Daniel Goldhaber, who directed the film, told rolling stone the film is “a work of fiction that tackles one of the real world’s most pressing issues by telling the story of eight characters who believe destroying an oil pipeline is an act of self-defense. The fact that the public is so strongly connected to it only demonstrates the seriousness of the climate crisis and reinforces our urgent need to address it.
How to blow up a pipeline is loosely based on a 2021 book of the same name by Andreas Malm, a Swedish professor of human ecology and climate activist.

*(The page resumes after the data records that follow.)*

//! API key objects attached to authenticated requests.
//!
//! Authentication itself belongs to the host application. This module only
//! defines the shape the API-key rate limiter expects to find in the request
//! extensions, plus a minimal header-based lookup for running the service on
//! its own.

use crate::error::{ThrottlerError, ThrottlerResult};
use crate::rate_limit_config::RateLimitConfig;
use axum::extract::{Request, State};
use axum::middleware::Next;
use axum::response::Response;
use serde::{Deserialize, Serialize};
use std::collections::HashMap;
use std::path::Path;
use std::sync::Arc;
use tracing::{debug, info};

pub const API_KEY_HEADER: &str = "x-api-key";

#[derive(Debug, Clone, PartialEq, Serialize, Deserialize)]
#[serde(rename_all = "camelCase")]
pub struct ApiKey {
    /// Public, non-secret part of the key.
    pub key_prefix: String,
    /// Limit applied to every endpoint without its own override.
    #[serde(default)]
    pub rate_limit: Option<RateLimitConfig>,
    /// Per-path overrides, keyed by request path.
    #[serde(default)]
    pub endpoint_limits: HashMap<String, RateLimitConfig>,
}

impl ApiKey {
    pub fn new(key_prefix: impl Into<String>) -> Self {
        Self {
            key_prefix: key_prefix.into(),
            rate_limit: None,
            endpoint_limits: HashMap::new(),
        }
    }

    pub fn with_rate_limit(mut self, config: RateLimitConfig) -> Self {
        self.rate_limit = Some(config);
        self
    }

    pub fn with_endpoint_limit(mut self, path: impl Into<String>, config: RateLimitConfig) -> Self {
        self.endpoint_limits.insert(path.into(), config);
        self
    }

    /// Endpoint override, then the key's own limit, then `fallback`.
    pub fn effective_config<'a>(&'a self, path: &str, fallback: &'a RateLimitConfig) -> &'a RateLimitConfig {
        self.endpoint_limits
            .get(path)
            .or(self.rate_limit.as_ref())
            .unwrap_or(fallback)
    }

    pub fn validate(&self) -> ThrottlerResult<()> {
        if self.key_prefix.trim().is_empty() {
            return Err(ThrottlerError::Validation(
                "API key prefix cannot be empty".to_string(),
            ));
        }
        if let Some(config) = &self.rate_limit {
            config.validate()?;
        }
        for (path, config) in &self.endpoint_limits {
            config.validate().map_err(|e| {
                ThrottlerError::Validation(format!("{} ({}): {}", self.key_prefix, path, e))
            })?;
        }
        Ok(())
    }
}

/// Known API keys, indexed by the value clients send in `X-Api-Key`.
#[derive(Debug, Clone, Default)]
pub struct ApiKeyRegistry {
    keys: HashMap<String, ApiKey>,
}

impl ApiKeyRegistry {
    pub fn new() -> Self {
        Self::default()
    }

    pub fn insert(&mut self, token: impl Into<String>, key: ApiKey) -> ThrottlerResult<()> {
        key.validate()?;
        self.keys.insert(token.into(), key);
        Ok(())
    }

    pub fn get(&self, token: &str) -> Option<&ApiKey> {
        self.keys.get(token)
    }

    pub fn len(&self) -> usize {
        self.keys.len()
    }

    pub fn is_empty(&self) -> bool {
        self.keys.is_empty()
    }

    /// Load a JSON object mapping tokens to API key objects.
    pub fn from_json(json: &str) -> ThrottlerResult<Self> {
        let raw: HashMap<String, ApiKey> = serde_json::from_str(json)
            .map_err(|e| ThrottlerError::Configuration(format!("Invalid API key file: {}", e)))?;
        let mut registry = Self::new();
        for (token, key) in raw {
            registry.insert(token, key)?;
        }
        Ok(registry)
    }

    pub fn from_file(path: impl AsRef<Path>) -> ThrottlerResult<Self> {
        let path = path.as_ref();
        let contents = std::fs::read_to_string(path).map_err(|e| {
            ThrottlerError::Configuration(format!("Failed to read {}: {}", path.display(), e))
        })?;
        let registry = Self::from_json(&contents)?;
        info!(keys = registry.len(), path = %path.display(), "Loaded API keys");
        Ok(registry)
    }
}

/// Attach the matching [`ApiKey`] to the request, if the header names one.
///
/// Requests without a known key pass through untouched; rejecting them is
/// the API-key rate limiter's job.
pub async fn api_key_auth(
    State(registry): State<Arc<ApiKeyRegistry>>,
    mut request: Request,
    next: Next,
) -> Response {
    let key = request
        .headers()
        .get(API_KEY_HEADER)
        .and_then(|v| v.to_str().ok())
        .and_then(|token| registry.get(token))
        .cloned();

    if let Some(key) = key {
        debug!(key_prefix = %key.key_prefix, "Authenticated API key");
        request.extensions_mut().insert(key);
    }

    next.run(request).await
}

#[cfg(test)]
mod tests {
    use super::*;
    use std::time::Duration;

    fn limit(max: u32) -> RateLimitConfig {
        RateLimitConfig::new(Duration::from_secs(60), max).unwrap()
    }

    #[test]
    fn test_effective_config_priority() {
        let fallback = limit(1);
        let key = ApiKey::new("pk_1")
            .with_rate_limit(limit(100))
            .with_endpoint_limit("/v1/search", limit(10));

        assert_eq!(key.effective_config("/v1/search", &fallback).max_requests, 10);
        assert_eq!(key.effective_config("/v1/other", &fallback).max_requests, 100);
        assert_eq!(ApiKey::new("pk_2").effective_config("/v1/search", &fallback).max_requests, 1);
    }

    #[test]
    fn test_registry_from_json() {
        let registry = ApiKeyRegistry::from_json(
            r#"{
                "secret-token": {
                    "keyPrefix": "pk_live_ab",
                    "rateLimit": {"window": "1m", "maxRequests": 60},
                    "endpointLimits": {"/v1/bookings": {"window": "1s", "maxRequests": 2}}
                }
            }"#,
        )
        .unwrap();

        let key = registry.get("secret-token").unwrap();
        assert_eq!(key.key_prefix, "pk_live_ab");
        assert_eq!(key.endpoint_limits["/v1/bookings"].max_requests, 2);
        assert!(registry.get("other").is_none());
    }

    #[test]
    fn test_registry_rejects_invalid_limits() {
        let result = ApiKeyRegistry::from_json(
            r#"{"t": {"keyPrefix": "pk", "rateLimit": {"window": "1m", "maxRequests": 0}}}"#,
        );
        assert!(result.is_err());

        let mut registry = ApiKeyRegistry::new();
        assert!(registry.insert("t", ApiKey::new("  ")).is_err());
    }
}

The book is not a literal set of instructions on attacking oil pipelines, but rather an argument that the urgency of the climate crisis requires direct sabotage of fossil fuel infrastructure because governments failed to hold heed peaceful grassroots calls for more climate action.
“To say that the signals fell on deaf ears from the ruling classes of this world would be an understatement. If those classes ever made sense, they lost them all,” he wrote in the book.
Infrastructure attacks have taken place in recent months.
Vandalism at four Washington state power plants knocked out power to thousands of people in December, while substations in North Carolina and Oregon were also attacked.